Denn in der Armee sind nicht wenige mit der Amtsführung Bouteflikas unzufrieden. Trotz seiner Politik der „Nationalen Aussöhnung“, die Strafmilderung und Amnestie für Angehörige der bewaffneten Organisationen im Land versprach, die die Waffen niederlegen, gehen die Anschläge der radikalen, islamistischen Gruppen weiter. Allein dieses Jahr kamen – nach Zählungen der Presse – 650 Menschen ums Leben.

Die aktivste Organisation, die „Salafistischen Gruppen für Predigt und Kampf“ (GSPC), gelangt immer wieder auch in die internationalen Schlagzeilen. Sei es durch Überfälle auf Militärkonvois oder durch die Entführung der 32 Sahara-Touristen, die zum Teil über fünf Monate in ihrer Gewalt waren.

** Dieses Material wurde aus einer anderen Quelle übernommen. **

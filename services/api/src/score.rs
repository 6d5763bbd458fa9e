use crate::infra::{load_leads, parse_timestamp};
use chrono::{DateTime, Utc};
use clap::Args;
use lead_scoring::config::AppConfig;
use lead_scoring::error::AppError;
use lead_scoring::scoring::{Factor, LeadRecord, LeadScoringEngine, ScoreResult, ScoreSummary};
use lead_scoring::telemetry;
use std::path::PathBuf;

#[derive(Args, Debug)]
pub(crate) struct ScoreArgs {
    /// Lead file to score: `.csv` sheet export or JSON (single lead or array)
    #[arg(long)]
    pub(crate) input: PathBuf,
    /// Print grade, temperature and recommendations for each lead
    #[arg(long)]
    pub(crate) insights: bool,
    /// Evaluate as of this RFC 3339 instant instead of now
    #[arg(long, value_parser = parse_timestamp)]
    pub(crate) at: Option<DateTime<Utc>>,
}

pub(crate) async fn run_score(args: ScoreArgs) -> Result<(), AppError> {
    let ScoreArgs {
        input,
        insights,
        at,
    } = args;

    let config = AppConfig::load()?;
    telemetry::init(&config.telemetry)?;

    let engine = LeadScoringEngine::new(config.scoring);
    let leads = load_leads(&input)?;
    let now = at.unwrap_or_else(Utc::now);
    let results = engine.batch_calculate_scores_at(&leads, now).await;

    println!("Scored {} leads from {}", leads.len(), input.display());
    for (lead, result) in leads.iter().zip(&results) {
        println!("{}", score_line(lead, result));
        if insights {
            render_insights(&engine, lead, result);
        }
    }

    render_summary(&ScoreSummary::from_results(&results));
    Ok(())
}

fn score_line(lead: &LeadRecord, result: &ScoreResult) -> String {
    let name = lead.full_name();
    let label = if name.is_empty() {
        lead.email.as_str()
    } else {
        name.as_str()
    };

    let model = result
        .model_version
        .as_deref()
        .map(|version| format!(" model {version}"))
        .unwrap_or_default();

    format!(
        "- {label} <{}>: {} ({}{model})",
        lead.email,
        result.value,
        result.method.label()
    )
}

fn render_insights(engine: &LeadScoringEngine, lead: &LeadRecord, result: &ScoreResult) {
    let insights = engine.score_insights(lead, result);
    println!(
        "  grade {} | {}",
        insights.grade.label(),
        insights.temperature.label()
    );
    for factor in &insights.factors {
        match factor {
            Factor::Rule(rule) => {
                println!("    {}: {:.0} x {:.2}", rule.name, rule.score, rule.weight)
            }
            Factor::Model(raw) => println!("    model: {raw}"),
        }
    }
    for recommendation in &insights.recommendations {
        println!(
            "    -> {} ({})",
            recommendation.message, recommendation.action
        );
    }
}

fn render_summary(summary: &ScoreSummary) {
    println!("\nSummary");
    println!(
        "- {} leads | {} ml | {} rule-based | {:.0}% ml coverage",
        summary.total, summary.ml_scored, summary.rule_based, summary.ml_coverage_pct
    );
    println!("- Average score {:.1}", summary.average_score);

    let grades: Vec<String> = summary
        .grade_distribution
        .iter()
        .map(|(grade, count)| format!("{grade}: {count}"))
        .collect();
    println!("- Grades: {}", grades.join(", "));

    let temperatures: Vec<String> = summary
        .temperature_distribution
        .iter()
        .map(|(temperature, count)| format!("{temperature}: {count}"))
        .collect();
    println!("- Temperature: {}", temperatures.join(", "));
}

#[cfg(test)]
mod tests {
    use super::*;
    use lead_scoring::scoring::{ScoringMethod, ScoringWeights};

    #[test]
    fn score_line_prefers_name_and_shows_method() {
        let lead = LeadRecord {
            email: "morgan@globex.com".to_string(),
            first_name: "Morgan".to_string(),
            last_name: "Blake".to_string(),
            ..LeadRecord::default()
        };
        let result = LeadScoringEngine::rules_only(ScoringWeights::default())
            .score_with_rules(&lead);

        let line = score_line(&lead, &result);
        assert!(line.starts_with("- Morgan Blake <morgan@globex.com>: "));
        assert!(line.ends_with("(rule-based)"));
    }

    #[test]
    fn score_line_falls_back_to_email_and_names_model() {
        let lead = LeadRecord {
            email: "anon@initech.com".to_string(),
            ..LeadRecord::default()
        };
        let result = ScoreResult {
            value: 77,
            factors: Vec::new(),
            method: ScoringMethod::Ml,
            model_version: Some("gbm-7".to_string()),
            confidence: None,
        };

        assert_eq!(
            score_line(&lead, &result),
            "- anon@initech.com <anon@initech.com>: 77 (ml model gbm-7)"
        );
    }
}
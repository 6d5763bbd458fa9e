use lead_scoring_api::run;

#[tokio::main]
async fn main() {
    if let Err(err) = run().await {
        eprintln!("application error: {err}");
        std::process::exit(1);
    }
}
use chrono::{DateTime, Utc};
use lead_scoring::error::AppError;
use lead_scoring::import::{leads_from_json, LeadCsvImporter};
use lead_scoring::scoring::{LeadRecord, LeadScoringEngine};
use metrics_exporter_prometheus::PrometheusHandle;
use std::fs;
use std::path::Path;
use std::sync::atomic::AtomicBool;
use std::sync::Arc;

#[derive(Clone)]
pub(crate) struct AppState {
    pub(crate) readiness: Arc<AtomicBool>,
    pub(crate) metrics: Arc<PrometheusHandle>,
    pub(crate) engine: Arc<LeadScoringEngine>,
}

/// Reads leads from a `.csv` sheet export or a JSON file holding one lead or an array of them.
pub(crate) fn load_leads(path: &Path) -> Result<Vec<LeadRecord>, AppError> {
    let is_csv = path
        .extension()
        .and_then(|ext| ext.to_str())
        .map(|ext| ext.eq_ignore_ascii_case("csv"))
        .unwrap_or(false);

    if is_csv {
        return LeadCsvImporter::from_path(path).map_err(AppError::from);
    }

    let raw = fs::read_to_string(path)?;
    Ok(leads_from_json(&raw)?)
}

pub(crate) fn parse_timestamp(raw: &str) -> Result<DateTime<Utc>, String> {
    DateTime::parse_from_rfc3339(raw)
        .map(|dt| dt.with_timezone(&Utc))
        .map_err(|err| format!("invalid timestamp '{raw}': {err}"))
}

#[cfg(test)]
mod tests {
    use super::*;
    use lead_scoring::import::ImportError;
    use std::path::PathBuf;

    fn scratch_file(name: &str, contents: &str) -> PathBuf {
        let path = std::env::temp_dir().join(format!("{}-{name}", std::process::id()));
        fs::write(&path, contents).expect("scratch file writes");
        path
    }

    #[test]
    fn loads_json_files_by_default() {
        let path = scratch_file(
            "leads.json",
            r#"[{"email":"a@initech.com"},{"email":"b@initech.com"}]"#,
        );
        let leads = load_leads(&path).expect("json file loads");
        fs::remove_file(&path).ok();

        assert_eq!(leads.len(), 2);
        assert_eq!(leads[1].email, "b@initech.com");
    }

    #[test]
    fn invalid_json_is_an_import_error() {
        let path = scratch_file("broken.json", "{not json");
        let err = load_leads(&path).expect_err("malformed file rejected");
        fs::remove_file(&path).ok();

        assert!(matches!(err, AppError::Import(ImportError::Json(_))));
        assert!(err.to_string().contains("invalid lead JSON data"));
    }

    #[test]
    fn missing_file_is_an_io_error() {
        let err = load_leads(Path::new("/nonexistent/leads.json")).expect_err("missing file");
        assert!(matches!(err, AppError::Io(_)));
    }

    #[test]
    fn timestamps_must_be_rfc3339() {
        assert!(parse_timestamp("2025-10-01T09:00:00Z").is_ok());
        assert!(parse_timestamp("yesterday").is_err());
    }
}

In den Bergen von Babors nahe der Provinzhauptstadt Setif, 300 Kilometer östlich Algiers, sind hunderte von Kämpfern seit drei Wochen umzingelt. Mit Hubschraubern werden Bomben und Brandsätze abgeworfen. Über 150 der Eingeschlossenen sollen bereits ums Leben gekommen sein. Die gefundenen Werkstätten, Generatoren und ein Feldlazarett deuten darauf hin, dass die Armee eines der größten Camps der Salafisten belagert.